There is no better spy yarn than the story of Kim Philby—the Cambridge-educated senior British intelligence official who for decades betrayed his colleagues by running a spy ring that stole reams of sensitive secrets for the Soviet Union. The ability of Philby to hoodwink British and U.S. counter-intelligence sleuths is amazing and Macintyre tells the story brilliantly. My favorite is his accounts of Philby’s booze-filled lunches with James Jesus Angleton of the CIA in which America’s premier mole hunter divulged all sorts of classified secrets to his British counterpart, resulting in anti-Communist guerillas being rolled up by the Soviets throughout Eastern Europe. When Angleton learned the truth, he turned into a paranoid fanatic convinced there were moles under every bed, resulting in a years-long obsession that terrorized the CIA.
12 authors picked A Spy Among Friends as one of their favorite books, and they share why you should read it.
Kim Philby was the most notorious British defector and Soviet mole in history. Agent, double agent, traitor and enigma, he betrayed every secret of Allied operations to the Russians in the early years of the Cold War.

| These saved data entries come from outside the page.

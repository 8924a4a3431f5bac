//! Shared fixtures for engine integration tests.

#![allow(dead_code)]

use std::net::{IpAddr, SocketAddr};
use std::sync::Arc;

use ipnet::IpNet;
use parking_lot::Mutex;

use tunnelgate::backend::{ConfigType, HostContext, TunnelCallbacks, WriteAck};
use tunnelgate::config::EngineConfig;
use tunnelgate::engine::Engine;
use tunnelgate::error::{Error, Result};
use tunnelgate::netif::NetifDriver;
use tunnelgate::stack::packet::{
    build_tcp_packet, build_udp_packet, IpPacket, TcpFields, TcpSegment, UdpDatagram, TCP_ACK, TCP_SYN,
};
use tunnelgate::types::{BackendConn, BackendHandle, IoId, Protocol};

pub const CLIENT: &str = "192.168.1.5:40000";

/// Everything the driver was asked to do.
#[derive(Debug, Default)]
pub struct DriverLog {
    pub written: Vec<Vec<u8>>,
    pub routes_added: Vec<IpNet>,
    pub routes_deleted: Vec<IpNet>,
    pub excluded: Vec<IpAddr>,
    /// `add_route` fails for this destination.
    pub fail_route: Option<IpNet>,
}

/// In-memory interface driver without packet input.
#[derive(Clone, Default)]
pub struct RecordingDriver {
    pub log: Arc<Mutex<DriverLog>>,
    pub exclusion: bool,
}

impl RecordingDriver {
    pub fn new() -> Self {
        Self::default()
    }

    pub fn with_exclusion() -> Self {
        Self {
            exclusion: true,
            ..Self::default()
        }
    }

    /// Take every packet written so far.
    pub fn take_written(&self) -> Vec<Vec<u8>> {
        std::mem::take(&mut self.log.lock().written)
    }

    /// Take written packets and parse them as TCP.
    pub fn take_segments(&self) -> Vec<Segment> {
        self.take_written().iter().filter_map(|p| parse_tcp(p)).collect()
    }
}

impl NetifDriver for RecordingDriver {
    fn name(&self) -> &str {
        "test0"
    }

    fn write_packet(&mut self, packet: &[u8]) -> Result<()> {
        self.log.lock().written.push(packet.to_vec());
        Ok(())
    }

    fn add_route(&mut self, dest: &IpNet) -> Result<()> {
        let mut log = self.log.lock();
        if log.fail_route == Some(*dest) {
            return Err(Error::Route(format!("cannot add {dest}")));
        }
        log.routes_added.push(*dest);
        Ok(())
    }

    fn delete_route(&mut self, dest: &IpNet) -> Result<()> {
        self.log.lock().routes_deleted.push(*dest);
        Ok(())
    }

    fn supports_route_exclusion(&self) -> bool {
        self.exclusion
    }

    fn exclude_route(&mut self, dest: IpAddr) -> Result<()> {
        self.log.lock().excluded.push(dest);
        Ok(())
    }
}

#[derive(Debug, Clone)]
pub struct Dial {
    pub io: IoId,
    pub intercept: BackendHandle,
    pub protocol: Protocol,
    pub client: SocketAddr,
    pub intercepted: SocketAddr,
}

/// Everything the backend callbacks saw.
#[derive(Default)]
pub struct BackendLog {
    pub dials: Vec<Dial>,
    pub writes: Vec<(BackendConn, Vec<u8>)>,
    pub acks: Vec<WriteAck>,
    pub closed: Vec<BackendConn>,
    pub closed_write: Vec<BackendConn>,
    pub hosted: Vec<(BackendHandle, String, serde_json::Value)>,
    /// `dial` returns `None` while set.
    pub refuse: bool,
}

/// Backend that records calls and hands out one connection per dial.
#[derive(Clone, Default)]
pub struct RecordingBackend {
    pub log: Arc<Mutex<BackendLog>>,
}

impl RecordingBackend {
    pub fn new() -> Self {
        Self::default()
    }

    pub fn callbacks(&self) -> TunnelCallbacks {
        let dial_log = Arc::clone(&self.log);
        let write_log = Arc::clone(&self.log);
        let close_log = Arc::clone(&self.log);
        let close_write_log = Arc::clone(&self.log);
        let host_log = Arc::clone(&self.log);

        TunnelCallbacks::new()
            .on_dial(move |req| {
                let mut log = dial_log.lock();
                if log.refuse {
                    return None;
                }
                log.dials.push(Dial {
                    io: req.io,
                    intercept: req.intercept,
                    protocol: req.protocol,
                    client: req.client,
                    intercepted: req.intercepted,
                });
                Some(BackendConn(req.io.get()))
            })
            .on_write(move |conn, data, ack| {
                let mut log = write_log.lock();
                log.writes.push((conn, data.to_vec()));
                log.acks.push(ack);
                Ok(data.len())
            })
            .on_close(move |conn| close_log.lock().closed.push(conn))
            .on_close_write(move |conn| close_write_log.lock().closed_write.push(conn))
            .on_host(move |handle, service, _config_type: ConfigType, config| {
                host_log.lock().hosted.push((handle, service.to_string(), config.clone()));
                Some(Box::new(handle.0) as HostContext)
            })
    }

    pub fn last_dial(&self) -> Dial {
        self.log.lock().dials.last().cloned().expect("no dial recorded")
    }

    pub fn written_payloads(&self) -> Vec<Vec<u8>> {
        self.log.lock().writes.iter().map(|(_, d)| d.clone()).collect()
    }

    pub fn take_acks(&self) -> Vec<WriteAck> {
        std::mem::take(&mut self.log.lock().acks)
    }

    pub fn set_refuse(&self, refuse: bool) {
        self.log.lock().refuse = refuse;
    }
}

pub fn engine(driver: &RecordingDriver, backend: &RecordingBackend) -> Engine {
    Engine::new(EngineConfig::default(), backend.callbacks(), Box::new(driver.clone())).unwrap()
}

/// Hand every pending acknowledgement back to the engine.
pub fn ack_all(engine: &mut Engine, backend: &RecordingBackend) {
    for ack in backend.take_acks() {
        engine.ack(ack);
    }
}

/// A parsed outbound TCP segment.
#[derive(Debug, Clone)]
pub struct Segment {
    pub src: SocketAddr,
    pub dst: SocketAddr,
    pub seq: u32,
    pub ack: u32,
    pub flags: u8,
    pub window: u16,
    pub payload: Vec<u8>,
}

impl Segment {
    pub fn has(&self, flag: u8) -> bool {
        self.flags & flag == flag
    }
}

pub fn parse_tcp(packet: &[u8]) -> Option<Segment> {
    let ip = IpPacket::parse(packet).ok()?;
    let seg = TcpSegment::parse(ip.transport()).ok()?;
    Some(Segment {
        src: SocketAddr::new(ip.src_addr, seg.src_port),
        dst: SocketAddr::new(ip.dst_addr, seg.dst_port),
        seq: seg.seq,
        ack: seg.ack,
        flags: seg.flags,
        window: seg.window,
        payload: seg.payload.to_vec(),
    })
}

pub fn parse_udp(packet: &[u8]) -> Option<(SocketAddr, SocketAddr, Vec<u8>)> {
    let ip = IpPacket::parse(packet).ok()?;
    let datagram = UdpDatagram::parse(ip.transport()).ok()?;
    Some((
        SocketAddr::new(ip.src_addr, datagram.src_port),
        SocketAddr::new(ip.dst_addr, datagram.dst_port),
        datagram.payload.to_vec(),
    ))
}

pub fn net(s: &str) -> IpNet {
    s.parse().unwrap()
}

pub fn tcp(client: &str, server: &str, flags: u8, seq: u32, ack: u32, payload: &[u8]) -> Vec<u8> {
    let fields = TcpFields {
        seq,
        ack,
        flags,
        window: 65535,
        mss: (flags & TCP_SYN != 0).then_some(1460),
        payload,
    };
    build_tcp_packet(client.parse().unwrap(), server.parse().unwrap(), &fields).unwrap()
}

pub fn tcp_with(client: &str, server: &str, fields: &TcpFields<'_>) -> Vec<u8> {
    build_tcp_packet(client.parse().unwrap(), server.parse().unwrap(), fields).unwrap()
}

pub fn syn(client: &str, server: &str, seq: u32) -> Vec<u8> {
    tcp(client, server, TCP_SYN, seq, 0, &[])
}

pub fn udp(client: &str, server: &str, payload: &[u8]) -> Vec<u8> {
    build_udp_packet(client.parse().unwrap(), server.parse().unwrap(), payload).unwrap()
}

/// Run a TCP handshake for `client -> server`, returning the I/O id and the
/// server's initial sequence number.
pub fn connect(
    engine: &mut Engine,
    driver: &RecordingDriver,
    backend: &RecordingBackend,
    client: &str,
    server: &str,
) -> (IoId, u32) {
    engine.input_packet(&syn(client, server, 1000));
    let io = backend.last_dial().io;
    engine.dial_completed(io, true);

    let syn_ack = driver
        .take_segments()
        .into_iter()
        .find(|s| s.has(TCP_SYN | TCP_ACK))
        .expect("no SYN-ACK sent");
    engine.input_packet(&tcp(client, server, TCP_ACK, 1001, syn_ack.seq.wrapping_add(1), &[]));
    (io, syn_ack.seq)
}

Philby's two closest friends in the intelligence world, Nicholas Elliott of MI6 and James Jesus Angleton, the CIA intelligence chief, thought they knew Philby better than anyone, and then discovered they had not known him at all. This is a story of intimate duplicity; of loyalty, trust and treachery, class and conscience; of an ideological battle waged by men with cut-glass accents and…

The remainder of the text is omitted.